The problem »
The lines from the one with "assert_eq!(desired.addresses[1].name, None);" through the last line below are to be copied exactly; no other lines are to be returned.

Exercise input »
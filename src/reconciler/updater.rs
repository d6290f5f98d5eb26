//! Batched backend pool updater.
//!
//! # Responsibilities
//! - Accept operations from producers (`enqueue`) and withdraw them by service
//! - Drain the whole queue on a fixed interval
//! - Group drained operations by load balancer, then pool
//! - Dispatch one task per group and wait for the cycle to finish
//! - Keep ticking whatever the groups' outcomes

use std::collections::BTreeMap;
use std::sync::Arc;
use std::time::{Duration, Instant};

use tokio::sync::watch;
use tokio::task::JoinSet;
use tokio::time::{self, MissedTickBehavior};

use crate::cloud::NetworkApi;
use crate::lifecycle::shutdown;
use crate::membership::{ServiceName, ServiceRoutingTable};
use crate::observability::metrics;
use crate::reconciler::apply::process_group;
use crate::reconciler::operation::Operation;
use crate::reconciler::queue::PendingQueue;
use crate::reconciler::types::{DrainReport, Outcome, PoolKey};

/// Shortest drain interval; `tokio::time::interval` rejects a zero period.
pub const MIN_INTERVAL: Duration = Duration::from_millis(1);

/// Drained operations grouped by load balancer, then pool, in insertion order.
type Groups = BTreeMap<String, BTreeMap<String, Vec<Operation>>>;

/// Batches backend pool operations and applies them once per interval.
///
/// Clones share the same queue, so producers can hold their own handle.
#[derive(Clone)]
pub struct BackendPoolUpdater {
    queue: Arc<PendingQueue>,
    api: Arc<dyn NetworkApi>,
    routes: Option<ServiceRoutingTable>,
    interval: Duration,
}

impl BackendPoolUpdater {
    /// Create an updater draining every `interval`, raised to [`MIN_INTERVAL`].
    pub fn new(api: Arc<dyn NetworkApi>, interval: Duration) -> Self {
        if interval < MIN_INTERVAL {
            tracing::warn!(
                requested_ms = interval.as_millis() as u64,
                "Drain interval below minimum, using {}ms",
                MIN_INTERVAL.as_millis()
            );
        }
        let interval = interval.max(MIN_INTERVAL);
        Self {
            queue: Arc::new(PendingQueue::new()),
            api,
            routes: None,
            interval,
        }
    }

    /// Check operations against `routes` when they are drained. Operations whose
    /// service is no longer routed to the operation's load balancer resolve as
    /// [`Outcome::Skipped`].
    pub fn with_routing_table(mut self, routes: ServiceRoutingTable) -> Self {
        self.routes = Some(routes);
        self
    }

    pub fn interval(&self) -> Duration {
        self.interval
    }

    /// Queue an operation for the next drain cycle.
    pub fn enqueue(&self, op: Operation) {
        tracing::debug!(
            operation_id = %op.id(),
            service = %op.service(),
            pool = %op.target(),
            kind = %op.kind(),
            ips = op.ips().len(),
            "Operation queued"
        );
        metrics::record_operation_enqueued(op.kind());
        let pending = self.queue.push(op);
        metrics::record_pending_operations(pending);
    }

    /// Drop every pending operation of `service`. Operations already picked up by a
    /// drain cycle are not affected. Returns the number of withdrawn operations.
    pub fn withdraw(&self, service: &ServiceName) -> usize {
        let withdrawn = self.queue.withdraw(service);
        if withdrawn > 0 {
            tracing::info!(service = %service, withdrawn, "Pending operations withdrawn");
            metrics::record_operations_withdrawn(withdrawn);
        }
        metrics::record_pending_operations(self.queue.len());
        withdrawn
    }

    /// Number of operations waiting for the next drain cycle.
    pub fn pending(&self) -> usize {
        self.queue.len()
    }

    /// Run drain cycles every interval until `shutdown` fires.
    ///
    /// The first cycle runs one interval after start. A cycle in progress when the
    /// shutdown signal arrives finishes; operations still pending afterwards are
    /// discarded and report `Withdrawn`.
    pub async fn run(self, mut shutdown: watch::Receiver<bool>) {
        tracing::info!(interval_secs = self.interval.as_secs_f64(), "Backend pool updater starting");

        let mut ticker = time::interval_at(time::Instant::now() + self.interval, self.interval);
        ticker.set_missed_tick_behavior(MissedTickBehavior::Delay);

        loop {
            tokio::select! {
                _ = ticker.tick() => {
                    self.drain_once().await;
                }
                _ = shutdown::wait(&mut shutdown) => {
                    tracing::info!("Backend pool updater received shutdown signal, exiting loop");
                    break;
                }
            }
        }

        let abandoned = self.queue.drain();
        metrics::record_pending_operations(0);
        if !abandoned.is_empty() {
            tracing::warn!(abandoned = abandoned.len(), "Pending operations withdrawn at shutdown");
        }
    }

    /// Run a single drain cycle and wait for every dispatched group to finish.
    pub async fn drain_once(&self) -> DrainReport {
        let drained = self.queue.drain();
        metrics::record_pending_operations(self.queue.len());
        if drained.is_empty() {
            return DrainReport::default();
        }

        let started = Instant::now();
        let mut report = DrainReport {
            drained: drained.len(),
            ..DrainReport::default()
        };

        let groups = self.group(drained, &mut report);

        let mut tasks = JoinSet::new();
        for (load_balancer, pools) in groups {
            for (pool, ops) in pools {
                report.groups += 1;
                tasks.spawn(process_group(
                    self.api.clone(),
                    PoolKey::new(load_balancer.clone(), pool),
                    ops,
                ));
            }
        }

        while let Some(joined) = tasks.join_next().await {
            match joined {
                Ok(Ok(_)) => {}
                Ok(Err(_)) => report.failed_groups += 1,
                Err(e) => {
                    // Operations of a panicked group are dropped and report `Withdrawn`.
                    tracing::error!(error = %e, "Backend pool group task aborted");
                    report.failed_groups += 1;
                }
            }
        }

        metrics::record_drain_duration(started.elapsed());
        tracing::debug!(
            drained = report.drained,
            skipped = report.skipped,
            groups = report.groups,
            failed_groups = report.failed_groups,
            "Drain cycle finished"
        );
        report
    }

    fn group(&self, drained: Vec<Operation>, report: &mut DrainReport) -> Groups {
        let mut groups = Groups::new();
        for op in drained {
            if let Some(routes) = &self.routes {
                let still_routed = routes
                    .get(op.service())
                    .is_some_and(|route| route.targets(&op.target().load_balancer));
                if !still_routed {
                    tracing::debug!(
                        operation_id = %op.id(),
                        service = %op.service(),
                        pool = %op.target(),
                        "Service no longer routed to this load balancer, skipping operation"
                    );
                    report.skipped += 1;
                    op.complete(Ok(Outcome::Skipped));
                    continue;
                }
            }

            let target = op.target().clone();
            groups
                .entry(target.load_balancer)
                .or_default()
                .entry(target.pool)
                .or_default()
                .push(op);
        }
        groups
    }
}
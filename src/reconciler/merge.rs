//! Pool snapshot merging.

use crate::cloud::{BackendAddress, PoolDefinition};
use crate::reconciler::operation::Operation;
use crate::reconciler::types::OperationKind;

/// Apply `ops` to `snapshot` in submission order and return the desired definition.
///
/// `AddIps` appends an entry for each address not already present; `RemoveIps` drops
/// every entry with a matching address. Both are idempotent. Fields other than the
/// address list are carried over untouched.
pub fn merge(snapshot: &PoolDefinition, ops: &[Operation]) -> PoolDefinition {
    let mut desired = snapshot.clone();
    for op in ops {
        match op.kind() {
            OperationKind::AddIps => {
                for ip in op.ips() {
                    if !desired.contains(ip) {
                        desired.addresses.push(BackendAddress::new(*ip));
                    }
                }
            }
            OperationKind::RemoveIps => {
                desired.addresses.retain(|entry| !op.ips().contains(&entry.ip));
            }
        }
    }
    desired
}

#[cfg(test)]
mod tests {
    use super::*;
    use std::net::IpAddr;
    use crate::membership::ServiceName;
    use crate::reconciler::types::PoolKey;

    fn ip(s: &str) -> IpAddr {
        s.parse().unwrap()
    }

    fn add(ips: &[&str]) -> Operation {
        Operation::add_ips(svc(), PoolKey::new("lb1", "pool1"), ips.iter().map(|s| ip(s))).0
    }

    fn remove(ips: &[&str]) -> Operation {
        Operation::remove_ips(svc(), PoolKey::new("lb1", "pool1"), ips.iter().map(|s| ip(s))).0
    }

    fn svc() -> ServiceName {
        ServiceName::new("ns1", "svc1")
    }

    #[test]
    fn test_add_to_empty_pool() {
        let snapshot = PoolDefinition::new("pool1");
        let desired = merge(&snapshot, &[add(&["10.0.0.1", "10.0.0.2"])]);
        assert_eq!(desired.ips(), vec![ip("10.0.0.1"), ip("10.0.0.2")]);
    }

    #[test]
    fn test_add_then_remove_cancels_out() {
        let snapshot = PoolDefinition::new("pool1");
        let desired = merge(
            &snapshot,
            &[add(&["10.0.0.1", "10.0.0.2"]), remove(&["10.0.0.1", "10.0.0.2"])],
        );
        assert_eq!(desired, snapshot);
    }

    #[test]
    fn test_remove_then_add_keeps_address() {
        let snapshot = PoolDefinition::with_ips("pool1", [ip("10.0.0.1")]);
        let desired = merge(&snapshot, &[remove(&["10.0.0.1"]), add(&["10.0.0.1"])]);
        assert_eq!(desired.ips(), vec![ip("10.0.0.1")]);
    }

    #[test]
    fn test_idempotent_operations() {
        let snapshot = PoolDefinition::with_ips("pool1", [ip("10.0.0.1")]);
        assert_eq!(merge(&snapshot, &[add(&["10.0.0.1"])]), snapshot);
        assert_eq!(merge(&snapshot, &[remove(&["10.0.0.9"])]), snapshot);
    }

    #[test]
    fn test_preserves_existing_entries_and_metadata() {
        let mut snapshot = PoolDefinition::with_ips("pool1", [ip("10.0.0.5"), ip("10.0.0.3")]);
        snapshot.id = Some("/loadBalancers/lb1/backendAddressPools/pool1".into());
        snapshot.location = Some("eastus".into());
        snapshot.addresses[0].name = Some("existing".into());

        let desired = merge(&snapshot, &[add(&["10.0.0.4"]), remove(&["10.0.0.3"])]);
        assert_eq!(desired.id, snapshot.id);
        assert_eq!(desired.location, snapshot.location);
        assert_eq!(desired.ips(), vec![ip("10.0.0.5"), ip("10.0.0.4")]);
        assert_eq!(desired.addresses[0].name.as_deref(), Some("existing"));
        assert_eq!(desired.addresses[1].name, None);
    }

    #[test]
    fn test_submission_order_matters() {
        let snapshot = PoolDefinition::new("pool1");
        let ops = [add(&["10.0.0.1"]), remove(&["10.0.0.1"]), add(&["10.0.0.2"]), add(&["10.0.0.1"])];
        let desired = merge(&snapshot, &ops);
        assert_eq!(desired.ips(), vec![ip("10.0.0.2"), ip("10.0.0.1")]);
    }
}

Task solution »
        assert_eq!(desired.addresses[1].name, None);
    }

    #[test]
    fn test_submission_order_matters() {
        let snapshot = PoolDefinition::new("pool1");
        let ops = [add(&["10.0.0.1"]), remove(&["10.0.0.1"]), add(&["10.0.0.2"]), add(&["10.0.0.1"])];
        let desired = merge(&snapshot, &ops);
        assert_eq!(desired.ips(), vec![ip("10.0.0.2"), ip("10.0.0.1")]);
    }
}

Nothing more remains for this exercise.